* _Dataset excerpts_
━━━━━━━━━━━━━━━━━━━━━━━━━━━━━━

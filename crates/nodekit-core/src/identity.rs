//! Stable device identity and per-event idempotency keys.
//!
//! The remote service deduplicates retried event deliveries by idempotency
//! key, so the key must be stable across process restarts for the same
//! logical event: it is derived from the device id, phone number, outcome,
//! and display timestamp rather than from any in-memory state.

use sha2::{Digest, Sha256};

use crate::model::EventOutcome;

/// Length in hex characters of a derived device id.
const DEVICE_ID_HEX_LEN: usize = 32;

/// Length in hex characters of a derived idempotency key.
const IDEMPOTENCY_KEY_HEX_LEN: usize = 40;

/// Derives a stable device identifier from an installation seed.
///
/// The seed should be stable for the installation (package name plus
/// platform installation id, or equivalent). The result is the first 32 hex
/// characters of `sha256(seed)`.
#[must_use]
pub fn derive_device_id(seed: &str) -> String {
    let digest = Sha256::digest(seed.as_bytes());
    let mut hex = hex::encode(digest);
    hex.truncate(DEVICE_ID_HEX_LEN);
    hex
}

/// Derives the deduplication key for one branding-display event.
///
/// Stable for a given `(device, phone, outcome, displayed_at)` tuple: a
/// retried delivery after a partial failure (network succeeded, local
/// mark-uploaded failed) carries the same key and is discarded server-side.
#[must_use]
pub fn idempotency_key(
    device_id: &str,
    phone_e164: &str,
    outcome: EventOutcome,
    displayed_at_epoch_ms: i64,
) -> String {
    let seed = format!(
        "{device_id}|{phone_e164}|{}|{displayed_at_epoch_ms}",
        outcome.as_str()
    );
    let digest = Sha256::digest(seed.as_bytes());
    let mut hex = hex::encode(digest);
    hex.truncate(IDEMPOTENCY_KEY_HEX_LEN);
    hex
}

━━━━━━━━━━━━━━━━━━━━━━━━━━━━━━

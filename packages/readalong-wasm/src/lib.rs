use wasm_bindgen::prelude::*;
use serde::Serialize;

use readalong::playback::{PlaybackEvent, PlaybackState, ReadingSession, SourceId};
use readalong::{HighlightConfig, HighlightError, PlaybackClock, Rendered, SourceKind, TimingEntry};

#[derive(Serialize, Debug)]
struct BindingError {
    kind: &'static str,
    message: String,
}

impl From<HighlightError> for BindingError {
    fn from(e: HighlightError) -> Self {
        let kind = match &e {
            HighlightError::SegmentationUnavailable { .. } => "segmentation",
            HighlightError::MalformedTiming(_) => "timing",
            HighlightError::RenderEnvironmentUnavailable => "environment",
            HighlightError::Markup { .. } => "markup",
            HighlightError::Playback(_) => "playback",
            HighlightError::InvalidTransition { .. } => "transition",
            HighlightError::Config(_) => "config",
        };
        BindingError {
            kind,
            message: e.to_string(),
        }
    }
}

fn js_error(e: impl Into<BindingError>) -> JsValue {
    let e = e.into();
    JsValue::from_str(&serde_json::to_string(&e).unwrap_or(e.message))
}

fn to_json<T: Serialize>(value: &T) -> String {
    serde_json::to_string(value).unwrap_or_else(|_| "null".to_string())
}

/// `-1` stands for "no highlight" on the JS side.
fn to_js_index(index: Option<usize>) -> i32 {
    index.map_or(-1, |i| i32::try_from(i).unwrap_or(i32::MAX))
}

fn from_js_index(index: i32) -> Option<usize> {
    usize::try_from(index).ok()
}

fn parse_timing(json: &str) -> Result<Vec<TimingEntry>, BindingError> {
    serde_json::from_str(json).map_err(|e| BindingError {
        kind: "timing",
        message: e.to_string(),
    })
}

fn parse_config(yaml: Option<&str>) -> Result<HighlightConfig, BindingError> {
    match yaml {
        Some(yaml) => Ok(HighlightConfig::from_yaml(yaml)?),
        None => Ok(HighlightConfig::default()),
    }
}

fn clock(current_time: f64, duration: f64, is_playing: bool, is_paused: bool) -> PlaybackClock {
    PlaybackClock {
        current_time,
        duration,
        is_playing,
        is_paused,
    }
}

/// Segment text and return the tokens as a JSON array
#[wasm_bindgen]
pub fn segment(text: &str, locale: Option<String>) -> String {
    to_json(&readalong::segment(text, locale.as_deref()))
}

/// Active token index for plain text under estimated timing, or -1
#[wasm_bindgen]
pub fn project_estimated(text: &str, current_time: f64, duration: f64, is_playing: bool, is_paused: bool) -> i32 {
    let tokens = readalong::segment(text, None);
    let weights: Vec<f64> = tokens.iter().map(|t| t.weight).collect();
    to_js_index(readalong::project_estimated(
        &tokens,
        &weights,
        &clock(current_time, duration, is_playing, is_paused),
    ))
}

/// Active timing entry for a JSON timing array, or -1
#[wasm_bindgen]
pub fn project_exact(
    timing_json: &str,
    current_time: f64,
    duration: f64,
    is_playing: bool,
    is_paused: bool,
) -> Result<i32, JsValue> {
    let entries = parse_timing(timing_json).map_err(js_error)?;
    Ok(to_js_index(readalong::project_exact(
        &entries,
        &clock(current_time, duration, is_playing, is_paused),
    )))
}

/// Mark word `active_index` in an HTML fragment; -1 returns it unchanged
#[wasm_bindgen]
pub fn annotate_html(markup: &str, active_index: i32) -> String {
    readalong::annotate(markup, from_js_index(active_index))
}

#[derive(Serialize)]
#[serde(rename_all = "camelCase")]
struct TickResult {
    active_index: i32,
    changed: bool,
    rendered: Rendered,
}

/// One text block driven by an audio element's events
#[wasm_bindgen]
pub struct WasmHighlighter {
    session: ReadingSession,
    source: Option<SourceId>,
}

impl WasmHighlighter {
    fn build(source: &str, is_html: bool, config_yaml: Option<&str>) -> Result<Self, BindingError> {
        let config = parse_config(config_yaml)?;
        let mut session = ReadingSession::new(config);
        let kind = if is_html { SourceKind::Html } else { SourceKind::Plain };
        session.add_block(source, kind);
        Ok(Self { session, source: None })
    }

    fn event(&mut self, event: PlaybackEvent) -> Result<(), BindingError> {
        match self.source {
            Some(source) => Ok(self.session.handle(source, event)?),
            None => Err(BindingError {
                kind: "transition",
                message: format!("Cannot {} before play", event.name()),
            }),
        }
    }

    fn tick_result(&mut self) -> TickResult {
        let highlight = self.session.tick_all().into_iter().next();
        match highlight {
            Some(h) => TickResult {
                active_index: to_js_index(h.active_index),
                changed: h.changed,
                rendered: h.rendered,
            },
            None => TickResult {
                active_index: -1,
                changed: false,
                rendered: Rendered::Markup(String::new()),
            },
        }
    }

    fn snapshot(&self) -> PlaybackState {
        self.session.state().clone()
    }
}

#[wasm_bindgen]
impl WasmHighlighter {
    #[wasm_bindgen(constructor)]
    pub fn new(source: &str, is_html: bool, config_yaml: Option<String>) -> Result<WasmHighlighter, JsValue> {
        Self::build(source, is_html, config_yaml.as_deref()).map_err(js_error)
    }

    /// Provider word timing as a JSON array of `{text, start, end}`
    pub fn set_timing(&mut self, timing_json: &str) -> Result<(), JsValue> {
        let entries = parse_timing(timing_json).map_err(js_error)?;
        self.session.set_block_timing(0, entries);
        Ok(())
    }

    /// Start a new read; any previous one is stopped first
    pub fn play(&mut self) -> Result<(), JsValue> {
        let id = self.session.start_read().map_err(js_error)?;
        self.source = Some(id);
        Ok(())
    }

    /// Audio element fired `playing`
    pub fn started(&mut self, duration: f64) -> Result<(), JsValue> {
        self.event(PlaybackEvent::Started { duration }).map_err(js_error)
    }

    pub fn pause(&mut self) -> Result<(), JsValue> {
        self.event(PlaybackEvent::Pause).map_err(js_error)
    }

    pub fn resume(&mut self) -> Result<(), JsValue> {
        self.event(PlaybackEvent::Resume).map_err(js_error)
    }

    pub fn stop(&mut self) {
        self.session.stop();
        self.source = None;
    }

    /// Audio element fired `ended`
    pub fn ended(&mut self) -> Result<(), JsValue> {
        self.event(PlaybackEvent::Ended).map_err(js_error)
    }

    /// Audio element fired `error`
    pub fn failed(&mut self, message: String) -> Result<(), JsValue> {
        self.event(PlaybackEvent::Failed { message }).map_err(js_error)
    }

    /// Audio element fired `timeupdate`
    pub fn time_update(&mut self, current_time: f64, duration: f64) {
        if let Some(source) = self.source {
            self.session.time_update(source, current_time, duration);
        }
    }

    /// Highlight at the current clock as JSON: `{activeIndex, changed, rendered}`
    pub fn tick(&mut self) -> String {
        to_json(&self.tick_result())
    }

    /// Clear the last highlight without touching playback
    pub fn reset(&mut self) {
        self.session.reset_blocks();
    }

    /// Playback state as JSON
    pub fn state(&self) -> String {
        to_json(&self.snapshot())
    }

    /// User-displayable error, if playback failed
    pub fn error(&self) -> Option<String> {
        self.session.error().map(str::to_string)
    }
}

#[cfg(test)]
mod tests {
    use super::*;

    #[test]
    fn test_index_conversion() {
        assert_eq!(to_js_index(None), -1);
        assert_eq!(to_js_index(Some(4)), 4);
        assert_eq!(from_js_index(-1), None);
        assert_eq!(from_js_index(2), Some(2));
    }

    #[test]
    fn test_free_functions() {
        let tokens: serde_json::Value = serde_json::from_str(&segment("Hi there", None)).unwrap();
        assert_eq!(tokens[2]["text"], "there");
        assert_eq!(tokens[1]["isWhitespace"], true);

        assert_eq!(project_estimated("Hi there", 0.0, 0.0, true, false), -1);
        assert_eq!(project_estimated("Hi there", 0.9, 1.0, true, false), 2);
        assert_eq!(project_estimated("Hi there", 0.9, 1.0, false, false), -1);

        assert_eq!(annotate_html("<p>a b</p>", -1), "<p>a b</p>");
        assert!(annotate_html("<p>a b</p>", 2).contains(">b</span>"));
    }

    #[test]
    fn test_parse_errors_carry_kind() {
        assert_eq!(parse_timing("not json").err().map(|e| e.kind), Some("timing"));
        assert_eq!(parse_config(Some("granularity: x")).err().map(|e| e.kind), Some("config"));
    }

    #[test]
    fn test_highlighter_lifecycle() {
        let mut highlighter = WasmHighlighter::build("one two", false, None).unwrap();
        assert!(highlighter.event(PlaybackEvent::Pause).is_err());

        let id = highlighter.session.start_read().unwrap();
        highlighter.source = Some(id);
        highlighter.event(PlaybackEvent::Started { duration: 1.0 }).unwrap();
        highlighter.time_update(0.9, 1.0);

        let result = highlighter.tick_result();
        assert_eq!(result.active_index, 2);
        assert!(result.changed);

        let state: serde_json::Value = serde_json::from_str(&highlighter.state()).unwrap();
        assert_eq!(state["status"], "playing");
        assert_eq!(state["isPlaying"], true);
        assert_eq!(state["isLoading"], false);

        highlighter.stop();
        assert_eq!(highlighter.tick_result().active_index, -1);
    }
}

━━━━━━━━━━━━━━━━━━━━━━━━━━━━━━

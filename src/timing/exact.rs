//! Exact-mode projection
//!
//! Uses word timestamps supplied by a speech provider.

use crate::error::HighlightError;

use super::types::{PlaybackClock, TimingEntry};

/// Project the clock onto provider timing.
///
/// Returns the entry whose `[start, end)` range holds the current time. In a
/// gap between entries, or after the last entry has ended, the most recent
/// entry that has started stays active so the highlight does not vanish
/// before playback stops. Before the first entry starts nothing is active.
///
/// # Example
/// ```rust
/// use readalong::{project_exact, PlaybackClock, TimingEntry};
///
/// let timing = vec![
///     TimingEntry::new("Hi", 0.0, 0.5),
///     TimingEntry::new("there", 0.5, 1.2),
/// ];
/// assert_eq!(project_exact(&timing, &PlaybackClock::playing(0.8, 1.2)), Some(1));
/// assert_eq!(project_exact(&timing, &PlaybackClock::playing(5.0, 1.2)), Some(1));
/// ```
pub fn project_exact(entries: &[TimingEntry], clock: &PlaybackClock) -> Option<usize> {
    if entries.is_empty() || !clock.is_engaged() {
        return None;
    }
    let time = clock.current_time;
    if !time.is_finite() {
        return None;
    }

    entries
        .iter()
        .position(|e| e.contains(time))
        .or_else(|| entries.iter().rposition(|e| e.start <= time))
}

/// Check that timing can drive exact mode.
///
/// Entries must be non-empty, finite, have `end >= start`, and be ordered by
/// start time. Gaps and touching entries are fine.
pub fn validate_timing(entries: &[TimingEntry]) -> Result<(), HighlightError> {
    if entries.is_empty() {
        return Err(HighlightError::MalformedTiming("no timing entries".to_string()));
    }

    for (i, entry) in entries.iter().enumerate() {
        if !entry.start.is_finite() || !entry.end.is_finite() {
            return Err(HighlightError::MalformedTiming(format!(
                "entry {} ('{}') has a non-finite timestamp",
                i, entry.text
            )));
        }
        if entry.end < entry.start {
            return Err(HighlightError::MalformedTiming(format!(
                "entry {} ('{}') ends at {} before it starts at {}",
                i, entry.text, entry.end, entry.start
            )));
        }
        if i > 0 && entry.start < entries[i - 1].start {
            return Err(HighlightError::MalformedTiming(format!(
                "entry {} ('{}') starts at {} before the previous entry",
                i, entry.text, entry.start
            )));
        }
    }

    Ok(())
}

━━━━━━━━━━━━━━━━━━━━━━━━━━━━━━

* _WORK REQUEST_
The lines in the records above that include the word "installation" must be copied out.

* _ANSWER_
/// Derives a stable device identifier from an installation seed.
/// The seed should be stable for the installation (package name plus
/// platform installation id, or equivalent). The result is the first 32 hex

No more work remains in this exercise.